Files
MachineLearningNotebooks/training

Training ML models with Azure ML SDK

These notebook tutorials cover the various scenarios for training machine learning and deep learning models with Azure Machine Learning.

Sample notebooks

  • 01.train-hyperparameter-tune-deploy-with-pytorch
    Train, hyperparameter tune, and deploy a PyTorch image classification model that distinguishes bees vs. ants using transfer learning. Azure ML concepts covered:

    • Create a remote compute target (Batch AI cluster)
    • Upload training data using Datastore
    • Run a single-node PyTorch training job
    • Hyperparameter tune model with HyperDrive
    • Find and register the best model
    • Deploy model to ACI
  • 02.distributed-pytorch-with-horovod
    Train a PyTorch model on the MNIST dataset using distributed training with Horovod. Azure ML concepts covered:

    • Create a remote compute target (Batch AI cluster)
    • Run a two-node distributed PyTorch training job using Horovod
  • 03.train-hyperparameter-tun-deploy-with-tensorflow
    Train, hyperparameter tune, and deploy a TensorFlow model on the MNIST dataset.

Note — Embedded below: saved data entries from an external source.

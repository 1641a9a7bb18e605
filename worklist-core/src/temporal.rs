//! FHIR date / dateTime values: parsing, calendar arithmetic and ordering

use chrono::{
    DateTime, Datelike, FixedOffset, Months, NaiveDate, NaiveDateTime, NaiveTime, TimeDelta,
    Timelike,
};
use std::cmp::Ordering;

use crate::error::{Result, WorklistError};

/// A date or datetime
#[derive(Debug, Clone, Copy, PartialEq)]
pub enum Temporal {
    Date(NaiveDate),
    DateTime(DateTime<FixedOffset>),
}

/// Calendar units accepted by the date functions
#[derive(Debug, Clone, Copy, PartialEq, Eq)]
pub enum CalendarUnit {
    Year,
    Month,
    Week,
    Day,
    Hour,
    Minute,
    Second,
    Millisecond,
}

impl CalendarUnit {
    /// Parse a calendar keyword (`days`, `month`) or UCUM code (`d`, `mo`)
    pub fn parse(unit: &str) -> Option<Self> {
        match unit {
            "year" | "years" | "a" => Some(Self::Year),
            "month" | "months" | "mo" => Some(Self::Month),
            "week" | "weeks" | "wk" => Some(Self::Week),
            "day" | "days" | "d" => Some(Self::Day),
            "hour" | "hours" | "h" => Some(Self::Hour),
            "minute" | "minutes" | "min" => Some(Self::Minute),
            "second" | "seconds" | "s" => Some(Self::Second),
            "millisecond" | "milliseconds" | "ms" => Some(Self::Millisecond),
            _ => None,
        }
    }
}

/// Total-order key for sorting: calendar day (UTC for datetimes), dates
/// before datetimes on the same day, then the instant
#[derive(Debug, Clone, Copy, PartialEq, Eq, PartialOrd, Ord)]
pub struct TemporalKey {
    day: NaiveDate,
    instant: Option<NaiveDateTime>,
}

impl Temporal {
    /// Calendar day of the value (datetimes use their own offset)
    pub fn date(&self) -> NaiveDate {
        match self {
            Temporal::Date(d) => *d,
            Temporal::DateTime(dt) => dt.date_naive(),
        }
    }

    /// Instant of the value; dates are taken at midnight UTC
    fn naive_utc(&self) -> NaiveDateTime {
        match self {
            Temporal::Date(d) => d.and_time(NaiveTime::MIN),
            Temporal::DateTime(dt) => dt.naive_utc(),
        }
    }

    /// Filter comparison: two datetimes compare as instants, anything else by calendar day
    pub fn compare(&self, other: &Temporal) -> Ordering {
        match (self, other) {
            (Temporal::DateTime(a), Temporal::DateTime(b)) => a.cmp(b),
            _ => self.date().cmp(&other.date()),
        }
    }

    pub fn sort_key(&self) -> TemporalKey {
        match self {
            Temporal::Date(d) => TemporalKey {
                day: *d,
                instant: None,
            },
            Temporal::DateTime(dt) => {
                let instant = dt.naive_utc();
                TemporalKey {
                    day: instant.date(),
                    instant: Some(instant),
                }
            }
        }
    }

    /// Shift by `amount` calendar units; month arithmetic clamps to the end of the month
    pub fn shift(&self, amount: i64, unit: CalendarUnit) -> Result<Temporal> {
        let overflow = || WorklistError::eval("date arithmetic overflow");
        let months = |per: i64| amount.checked_mul(per).ok_or_else(overflow);
        match self {
            Temporal::Date(d) => {
                let shifted = match unit {
                    CalendarUnit::Year => shift_months(*d, months(12)?),
                    CalendarUnit::Month => shift_months(*d, amount),
                    CalendarUnit::Week => TimeDelta::try_weeks(amount).and_then(|t| d.checked_add_signed(t)),
                    CalendarUnit::Day => TimeDelta::try_days(amount).and_then(|t| d.checked_add_signed(t)),
                    // Sub-day units only move a date by whole days
                    CalendarUnit::Hour => TimeDelta::try_days(amount / 24).and_then(|t| d.checked_add_signed(t)),
                    CalendarUnit::Minute | CalendarUnit::Second | CalendarUnit::Millisecond => Some(*d),
                };
                shifted.map(Temporal::Date).ok_or_else(overflow)
            }
            Temporal::DateTime(dt) => {
                let delta = match unit {
                    CalendarUnit::Year => return shift_months(*dt, months(12)?).map(Temporal::DateTime).ok_or_else(overflow),
                    CalendarUnit::Month => return shift_months(*dt, amount).map(Temporal::DateTime).ok_or_else(overflow),
                    CalendarUnit::Week => TimeDelta::try_weeks(amount),
                    CalendarUnit::Day => TimeDelta::try_days(amount),
                    CalendarUnit::Hour => TimeDelta::try_hours(amount),
                    CalendarUnit::Minute => TimeDelta::try_minutes(amount),
                    CalendarUnit::Second => TimeDelta::try_seconds(amount),
                    CalendarUnit::Millisecond => TimeDelta::try_milliseconds(amount),
                };
                delta
                    .and_then(|t| dt.checked_add_signed(t))
                    .map(Temporal::DateTime)
                    .ok_or_else(overflow)
            }
        }
    }

    /// Whole units elapsed from `self` to `other`, truncated toward zero
    pub fn diff(&self, other: &Temporal, unit: CalendarUnit) -> i64 {
        let start = self.naive_utc();
        let end = other.naive_utc();
        match unit {
            CalendarUnit::Year => months_between(start, end) / 12,
            CalendarUnit::Month => months_between(start, end),
            _ => {
                let delta = end - start;
                match unit {
                    CalendarUnit::Week => delta.num_weeks(),
                    CalendarUnit::Day => delta.num_days(),
                    CalendarUnit::Hour => delta.num_hours(),
                    CalendarUnit::Minute => delta.num_minutes(),
                    CalendarUnit::Second => delta.num_seconds(),
                    _ => delta.num_milliseconds(),
                }
            }
        }
    }

    /// FHIR string form: `YYYY-MM-DD` or RFC 3339
    pub fn to_fhir_string(&self) -> String {
        match self {
            Temporal::Date(d) => d.format("%Y-%m-%d").to_string(),
            Temporal::DateTime(dt) => format_datetime(dt),
        }
    }
}

trait MonthShift: Sized {
    fn add_months(self, months: Months) -> Option<Self>;
    fn sub_months(self, months: Months) -> Option<Self>;
}

impl MonthShift for NaiveDate {
    fn add_months(self, months: Months) -> Option<Self> {
        self.checked_add_months(months)
    }
    fn sub_months(self, months: Months) -> Option<Self> {
        self.checked_sub_months(months)
    }
}

impl MonthShift for DateTime<FixedOffset> {
    fn add_months(self, months: Months) -> Option<Self> {
        self.checked_add_months(months)
    }
    fn sub_months(self, months: Months) -> Option<Self> {
        self.checked_sub_months(months)
    }
}

fn shift_months<T: MonthShift>(value: T, months: i64) -> Option<T> {
    let magnitude = u32::try_from(months.unsigned_abs()).ok()?;
    if months >= 0 {
        value.add_months(Months::new(magnitude))
    } else {
        value.sub_months(Months::new(magnitude))
    }
}

fn months_between(start: NaiveDateTime, end: NaiveDateTime) -> i64 {
    let mut months = (end.year() as i64 - start.year() as i64) * 12
        + (end.month() as i64 - start.month() as i64);
    let start_key = (start.day(), start.num_seconds_from_midnight());
    let end_key = (end.day(), end.num_seconds_from_midnight());
    if months > 0 && end_key < start_key {
        months -= 1;
    } else if months < 0 && end_key > start_key {
        months += 1;
    }
    months
}

pub fn format_datetime(dt: &DateTime<FixedOffset>) -> String {
    dt.to_rfc3339_opts(chrono::SecondsFormat::AutoSi, true)
}

/// Parse a FHIR `date`: `YYYY`, `YYYY-MM` or `YYYY-MM-DD` (partial dates take the first day)
pub fn parse_date(s: &str) -> Option<NaiveDate> {
    if !s.as_bytes().first().is_some_and(|b| b.is_ascii_digit()) {
        return None;
    }
    match s.len() {
        4 => NaiveDate::from_ymd_opt(s.parse().ok()?, 1, 1),
        7 => NaiveDate::parse_from_str(&format!("{}-01", s), "%Y-%m-%d").ok(),
        10 => NaiveDate::parse_from_str(s, "%Y-%m-%d").ok(),
        _ => None,
    }
}

/// Parse a FHIR `dateTime` / `instant`; values without an offset are taken as UTC
pub fn parse_datetime(s: &str) -> Option<DateTime<FixedOffset>> {
    if s.len() < 16 || s.as_bytes().get(10) != Some(&b'T') {
        return None;
    }
    if let Ok(dt) = DateTime::parse_from_rfc3339(s) {
        return Some(dt);
    }
    let normalized = match s.strip_suffix('Z') {
        Some(rest) => format!("{}+00:00", rest),
        None => s.to_string(),
    };
    for fmt in ["%Y-%m-%dT%H:%M:%S%.f%:z", "%Y-%m-%dT%H:%M%:z"] {
        if let Ok(dt) = DateTime::parse_from_str(&normalized, fmt) {
            return Some(dt);
        }
    }
    for fmt in ["%Y-%m-%dT%H:%M:%S%.f", "%Y-%m-%dT%H:%M"] {
        if let Ok(naive) = NaiveDateTime::parse_from_str(s, fmt) {
            return Some(naive.and_utc().fixed_offset());
        }
    }
    None
}

/// Parse either a date or a datetime string
pub fn parse_temporal(s: &str) -> Option<Temporal> {
    if s.len() <= 10 {
        parse_date(s).map(Temporal::Date)
    } else {
        parse_datetime(s).map(Temporal::DateTime)
    }
}

#[cfg(test)]
mod tests {
    use super::*;

    fn date(s: &str) -> Temporal {
        parse_temporal(s).unwrap()
    }

    #[test]
    fn test_parse_partial_dates() {
        assert_eq!(parse_date("2024"), NaiveDate::from_ymd_opt(2024, 1, 1));
        assert_eq!(parse_date("2024-02"), NaiveDate::from_ymd_opt(2024, 2, 1));
        assert_eq!(parse_date("soon"), None);
        assert!(parse_datetime("2024-01-10T08:00").is_some());
        assert!(parse_datetime("2024-01-10T08:00:00+02:00").is_some());
    }

    #[test]
    fn test_month_shift_clamps() {
        let shifted = date("2024-01-31").shift(1, CalendarUnit::Month).unwrap();
        assert_eq!(shifted.to_fhir_string(), "2024-02-29");
        let back = date("2024-03-15T10:00:00Z").shift(-2, CalendarUnit::Hour).unwrap();
        assert_eq!(back.to_fhir_string(), "2024-03-15T08:00:00Z");
    }

    #[test]
    fn test_huge_shifts_are_errors() {
        let today = date("2024-03-15");
        assert!(today.shift(999_999_999_999_999_999, CalendarUnit::Year).is_err());
        assert!(today.shift(i64::MIN, CalendarUnit::Year).is_err());
        assert!(today.shift(i64::MAX, CalendarUnit::Day).is_err());
        assert!(date("2024-03-15T10:00:00Z").shift(i64::MAX, CalendarUnit::Millisecond).is_err());
    }

    #[test]
    fn test_diff_truncates() {
        let start = date("2024-01-31");
        assert_eq!(start.diff(&date("2024-02-29"), CalendarUnit::Month), 0);
        assert_eq!(start.diff(&date("2024-03-31"), CalendarUnit::Month), 2);
        assert_eq!(date("1990-03-20").diff(&date("2024-03-15"), CalendarUnit::Year), 33);
    }

    #[test]
    fn test_sort_key_is_a_total_order() {
        let mut values: Vec<Temporal> = [
            "2024-01-10T23:00:00Z",
            "2024-01-10",
            "2024-01-10T01:00:00Z",
            "2024-01-09T12:00:00Z",
            "2024-01-11",
            "2024-01-10T12:00:00Z",
        ]
        .iter()
        .map(|s| date(s))
        .collect();
        values.sort_by_key(Temporal::sort_key);
        let sorted: Vec<String> = values.iter().map(Temporal::to_fhir_string).collect();
        assert_eq!(
            sorted,
            vec![
                "2024-01-09T12:00:00Z",
                "2024-01-10",
                "2024-01-10T01:00:00Z",
                "2024-01-10T12:00:00Z",
                "2024-01-10T23:00:00Z",
                "2024-01-11",
            ]
        );
    }

    #[test]
    fn test_sort_key_uses_utc_day_for_offsets() {
        // 2024-01-11 01:00 at +05:00 is 2024-01-10 20:00 UTC
        let shifted = date("2024-01-11T01:00:00+05:00");
        assert!(shifted.sort_key() < date("2024-01-11").sort_key());
        assert!(shifted.sort_key() > date("2024-01-10T19:00:00Z").sort_key());
    }
}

Azure ML concepts covered:

    • Create a remote compute target (Batch AI cluster)
    • Upload training data using Datastore
    • Run a single-node TensorFlow training job
    • Leverage features of the Run object
    • Download the trained model
    • Hyperparameter tune model with HyperDrive
    • Find and register the best model
    • Deploy model to ACI
  • 04.distributed-tensorflow-with-horovod
    Train a TensorFlow word2vec model using distributed training with Horovod. Azure ML concepts covered:

    • Create a remote compute target (Batch AI cluster)
    • Upload training data using Datastore
    • Run a two-node distributed TensorFlow training job using Horovod
  • 05.distributed-tensorflow-with-parameter-server
    Train a TensorFlow model on the MNIST dataset using native distributed TensorFlow (parameter server). Azure ML concepts covered:

    • Create a remote compute target (Batch AI cluster)
    • Run a two workers, one parameter server distributed TensorFlow training job
  • 06.distributed-cntk-with-custom-docker
    Train a CNTK model on the MNIST dataset using the Azure ML base Estimator with custom Docker image and distributed training. Azure ML concepts covered:

    • Create a remote compute target (Batch AI cluster)
    • Upload training data using Datastore
    • Run a base Estimator training job using a custom Docker image from Docker Hub
    • Distributed CNTK two-node training job via MPI using base Estimator
  • 07.tensorboard
    Train a TensorFlow MNIST model locally, on a DSVM, and on Batch AI and view the logs live on TensorBoard. Azure ML concepts covered:

    • Run the training job locally with Azure ML and run TensorBoard locally. Start (and stop) an Azure ML TensorBoard object to stream and view the logs
    • Run the training job on a remote DSVM and stream the logs to TensorBoard
    • Run the training job on a remote Batch AI cluster and stream the logs to TensorBoard
    • Start a Tensorboard instance that displays the logs from all three above runs in one
  • 08.export-run-history-to-tensorboard

    • Start an Azure ML Experiment and log metrics to Run history
    • Export the Run history logs to TensorBoard logs
    • View the logs in TensorBoard